> **Provided records**:

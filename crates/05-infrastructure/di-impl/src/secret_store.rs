//! 密钥存储与设备标识

use dashmap::DashMap;
use di_abstractions::SecretStore;
use infrastructure_common::CollaboratorError;
use parking_lot::Mutex;
use std::sync::Arc;
use tracing::info;
use uuid::Uuid;

/// 设备标识在密钥存储中的键
pub const DEVICE_ID_KEY: &str = "device_id";

/// 进程内密钥存储
///
/// 生命周期与进程相同，用于测试和没有系统钥匙串的宿主。
#[derive(Debug, Default)]
pub struct InMemorySecretStore {
    entries: DashMap<String, String>,
}

impl InMemorySecretStore {
    pub fn new() -> Self {
        Self::default()
    }
}

impl SecretStore for InMemorySecretStore {
    fn get(&self, key: &str) -> Result<Option<String>, CollaboratorError> {
        Ok(self.entries.get(key).map(|v| v.value().clone()))
    }

    fn set(&self, key: &str, value: &str) -> Result<(), CollaboratorError> {
        self.entries.insert(key.to_string(), value.to_string());
        Ok(())
    }

    fn remove(&self, key: &str) -> Result<(), CollaboratorError> {
        self.entries.remove(key);
        Ok(())
    }
}

/// 设备标识
///
/// 首次访问时生成 UUID 并写入存储，之后始终返回同一个值。
pub struct DeviceIdentity {
    store: Arc<dyn SecretStore>,
    creation: Mutex<()>,
}

impl DeviceIdentity {
    pub fn new(store: Arc<dyn SecretStore>) -> Self {
        Self {
            store,
            creation: Mutex::new(()),
        }
    }

    /// 获取或创建设备标识
    pub fn device_id(&self) -> Result<String, CollaboratorError> {
        if let Some(id) = self.store.get(DEVICE_ID_KEY)? {
            return Ok(id);
        }

        let _guard = self.creation.lock();
        if let Some(id) = self.store.get(DEVICE_ID_KEY)? {
            return Ok(id);
        }

        let id = Uuid::new_v4().to_string();
        self.store.set(DEVICE_ID_KEY, &id)?;
        info!("生成新的设备标识");
        Ok(id)
    }
}

impl std::fmt::Debug for DeviceIdentity {
    fn fmt(&self, f: &mut std::fmt::Formatter<'_>) -> std::fmt::Result {
        f.debug_struct("DeviceIdentity").finish_non_exhaustive()
    }
}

> **Task details**: All lines with the word "entries" need to be copied from the data above.

> **Exercise solution**:
    entries: DashMap<String, String>,
        Ok(self.entries.get(key).map(|v| v.value().clone()))
        self.entries.insert(key.to_string(), value.to_string());
        self.entries.remove(key);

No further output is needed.